BEGIN AVAILABLE DATA
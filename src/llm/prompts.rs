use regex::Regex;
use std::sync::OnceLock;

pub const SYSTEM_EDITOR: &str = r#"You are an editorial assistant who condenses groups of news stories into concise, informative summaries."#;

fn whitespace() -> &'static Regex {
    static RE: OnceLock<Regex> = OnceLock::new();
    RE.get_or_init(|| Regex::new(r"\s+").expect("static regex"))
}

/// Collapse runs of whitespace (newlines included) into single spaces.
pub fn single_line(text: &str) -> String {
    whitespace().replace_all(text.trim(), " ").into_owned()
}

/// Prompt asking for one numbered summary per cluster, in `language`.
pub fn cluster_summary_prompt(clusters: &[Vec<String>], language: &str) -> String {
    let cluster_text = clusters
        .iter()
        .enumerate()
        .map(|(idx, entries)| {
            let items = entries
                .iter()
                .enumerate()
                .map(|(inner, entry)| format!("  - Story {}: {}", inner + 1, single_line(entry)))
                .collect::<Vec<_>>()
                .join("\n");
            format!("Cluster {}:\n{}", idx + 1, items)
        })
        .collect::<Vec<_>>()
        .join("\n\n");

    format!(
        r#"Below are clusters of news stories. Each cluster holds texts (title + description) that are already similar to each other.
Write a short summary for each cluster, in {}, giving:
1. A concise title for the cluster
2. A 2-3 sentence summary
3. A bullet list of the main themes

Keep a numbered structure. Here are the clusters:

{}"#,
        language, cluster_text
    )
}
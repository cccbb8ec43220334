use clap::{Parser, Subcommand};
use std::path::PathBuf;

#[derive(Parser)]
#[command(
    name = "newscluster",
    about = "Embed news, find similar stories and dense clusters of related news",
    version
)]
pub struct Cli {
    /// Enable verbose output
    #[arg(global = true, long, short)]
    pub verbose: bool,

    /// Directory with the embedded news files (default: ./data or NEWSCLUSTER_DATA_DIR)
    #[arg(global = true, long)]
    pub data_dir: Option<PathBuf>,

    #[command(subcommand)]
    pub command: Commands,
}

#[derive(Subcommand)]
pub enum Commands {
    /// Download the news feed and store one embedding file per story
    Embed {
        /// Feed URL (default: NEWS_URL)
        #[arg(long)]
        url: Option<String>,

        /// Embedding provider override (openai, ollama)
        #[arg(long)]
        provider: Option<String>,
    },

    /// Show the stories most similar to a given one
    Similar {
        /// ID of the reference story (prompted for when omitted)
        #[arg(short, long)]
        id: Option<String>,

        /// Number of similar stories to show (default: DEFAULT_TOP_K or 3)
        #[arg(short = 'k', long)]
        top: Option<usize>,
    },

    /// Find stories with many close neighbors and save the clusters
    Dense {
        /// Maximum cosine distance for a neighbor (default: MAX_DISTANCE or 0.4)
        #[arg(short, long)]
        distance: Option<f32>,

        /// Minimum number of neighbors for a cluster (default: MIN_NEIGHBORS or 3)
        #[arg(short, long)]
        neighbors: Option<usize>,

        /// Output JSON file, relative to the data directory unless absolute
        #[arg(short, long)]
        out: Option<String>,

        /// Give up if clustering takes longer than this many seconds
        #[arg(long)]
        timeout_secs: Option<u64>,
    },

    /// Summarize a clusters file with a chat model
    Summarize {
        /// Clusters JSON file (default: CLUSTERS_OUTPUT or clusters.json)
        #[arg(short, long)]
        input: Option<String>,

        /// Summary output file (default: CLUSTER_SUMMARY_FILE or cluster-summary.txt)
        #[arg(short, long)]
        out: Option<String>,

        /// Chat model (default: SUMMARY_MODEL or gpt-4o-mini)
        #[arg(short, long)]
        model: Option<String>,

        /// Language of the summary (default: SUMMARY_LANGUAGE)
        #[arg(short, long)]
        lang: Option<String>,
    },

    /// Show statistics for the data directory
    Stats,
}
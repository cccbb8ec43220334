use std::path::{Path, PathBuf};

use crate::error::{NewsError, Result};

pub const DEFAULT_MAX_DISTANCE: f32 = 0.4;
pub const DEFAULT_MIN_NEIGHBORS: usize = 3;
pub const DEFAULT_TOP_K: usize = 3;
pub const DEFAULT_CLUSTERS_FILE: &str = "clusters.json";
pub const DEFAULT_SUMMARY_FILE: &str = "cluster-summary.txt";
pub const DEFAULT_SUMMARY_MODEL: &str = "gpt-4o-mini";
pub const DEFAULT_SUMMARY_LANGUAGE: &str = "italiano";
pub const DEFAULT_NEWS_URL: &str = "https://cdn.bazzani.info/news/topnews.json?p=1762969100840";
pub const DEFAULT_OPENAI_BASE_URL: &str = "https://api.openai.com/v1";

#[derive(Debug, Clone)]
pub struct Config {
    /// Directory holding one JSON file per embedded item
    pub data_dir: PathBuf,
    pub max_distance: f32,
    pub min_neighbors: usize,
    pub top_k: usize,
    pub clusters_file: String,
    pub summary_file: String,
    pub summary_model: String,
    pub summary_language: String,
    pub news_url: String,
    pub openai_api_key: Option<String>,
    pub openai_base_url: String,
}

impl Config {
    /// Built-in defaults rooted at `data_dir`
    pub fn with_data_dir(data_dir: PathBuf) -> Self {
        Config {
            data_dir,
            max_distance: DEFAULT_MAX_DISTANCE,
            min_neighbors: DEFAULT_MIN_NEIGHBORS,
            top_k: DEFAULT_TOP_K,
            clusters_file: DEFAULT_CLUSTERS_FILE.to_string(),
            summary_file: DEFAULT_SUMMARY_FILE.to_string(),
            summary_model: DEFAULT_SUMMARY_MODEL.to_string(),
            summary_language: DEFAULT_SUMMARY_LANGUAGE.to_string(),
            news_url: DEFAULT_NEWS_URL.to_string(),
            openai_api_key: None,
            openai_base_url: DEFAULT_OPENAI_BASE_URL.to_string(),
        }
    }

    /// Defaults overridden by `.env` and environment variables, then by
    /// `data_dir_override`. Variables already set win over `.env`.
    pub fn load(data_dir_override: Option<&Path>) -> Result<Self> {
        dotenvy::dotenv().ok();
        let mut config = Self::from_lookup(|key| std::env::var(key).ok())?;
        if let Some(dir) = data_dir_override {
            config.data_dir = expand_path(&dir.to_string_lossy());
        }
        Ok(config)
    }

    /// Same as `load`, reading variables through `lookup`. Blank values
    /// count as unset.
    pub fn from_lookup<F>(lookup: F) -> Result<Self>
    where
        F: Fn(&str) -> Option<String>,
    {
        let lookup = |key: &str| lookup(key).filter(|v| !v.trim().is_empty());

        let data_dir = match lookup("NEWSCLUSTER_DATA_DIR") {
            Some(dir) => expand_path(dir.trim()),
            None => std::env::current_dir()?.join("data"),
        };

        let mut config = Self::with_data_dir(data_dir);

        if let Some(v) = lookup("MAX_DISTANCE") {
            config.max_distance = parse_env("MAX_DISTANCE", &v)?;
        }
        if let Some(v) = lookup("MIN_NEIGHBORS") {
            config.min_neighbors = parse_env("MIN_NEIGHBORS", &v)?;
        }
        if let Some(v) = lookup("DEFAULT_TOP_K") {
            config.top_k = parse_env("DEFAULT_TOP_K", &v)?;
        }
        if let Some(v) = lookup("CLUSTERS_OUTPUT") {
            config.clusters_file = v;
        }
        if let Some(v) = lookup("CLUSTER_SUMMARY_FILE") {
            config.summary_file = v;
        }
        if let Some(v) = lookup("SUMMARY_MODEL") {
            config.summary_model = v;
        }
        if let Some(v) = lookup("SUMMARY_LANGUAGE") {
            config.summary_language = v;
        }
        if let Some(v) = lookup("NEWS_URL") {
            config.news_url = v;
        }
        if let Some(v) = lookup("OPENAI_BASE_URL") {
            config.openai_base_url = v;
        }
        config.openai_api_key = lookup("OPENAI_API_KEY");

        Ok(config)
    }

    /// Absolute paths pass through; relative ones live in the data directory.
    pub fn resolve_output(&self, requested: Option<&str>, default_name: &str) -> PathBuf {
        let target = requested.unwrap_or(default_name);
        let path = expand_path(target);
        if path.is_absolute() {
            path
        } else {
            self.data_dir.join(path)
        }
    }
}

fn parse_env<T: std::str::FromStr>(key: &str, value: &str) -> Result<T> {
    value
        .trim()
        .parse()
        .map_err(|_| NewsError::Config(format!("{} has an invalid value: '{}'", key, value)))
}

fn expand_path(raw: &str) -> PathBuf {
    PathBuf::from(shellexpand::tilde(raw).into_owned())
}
END AVAILABLE DATA
**PROBLEM REQUIREMENTS**:
Gather each line of the listing containing the word "embedded" and show it.

**ANSWER AREA**:
    /// Directory with the embedded news files (default: ./data or NEWSCLUSTER_DATA_DIR)
    /// Directory holding one JSON file per embedded item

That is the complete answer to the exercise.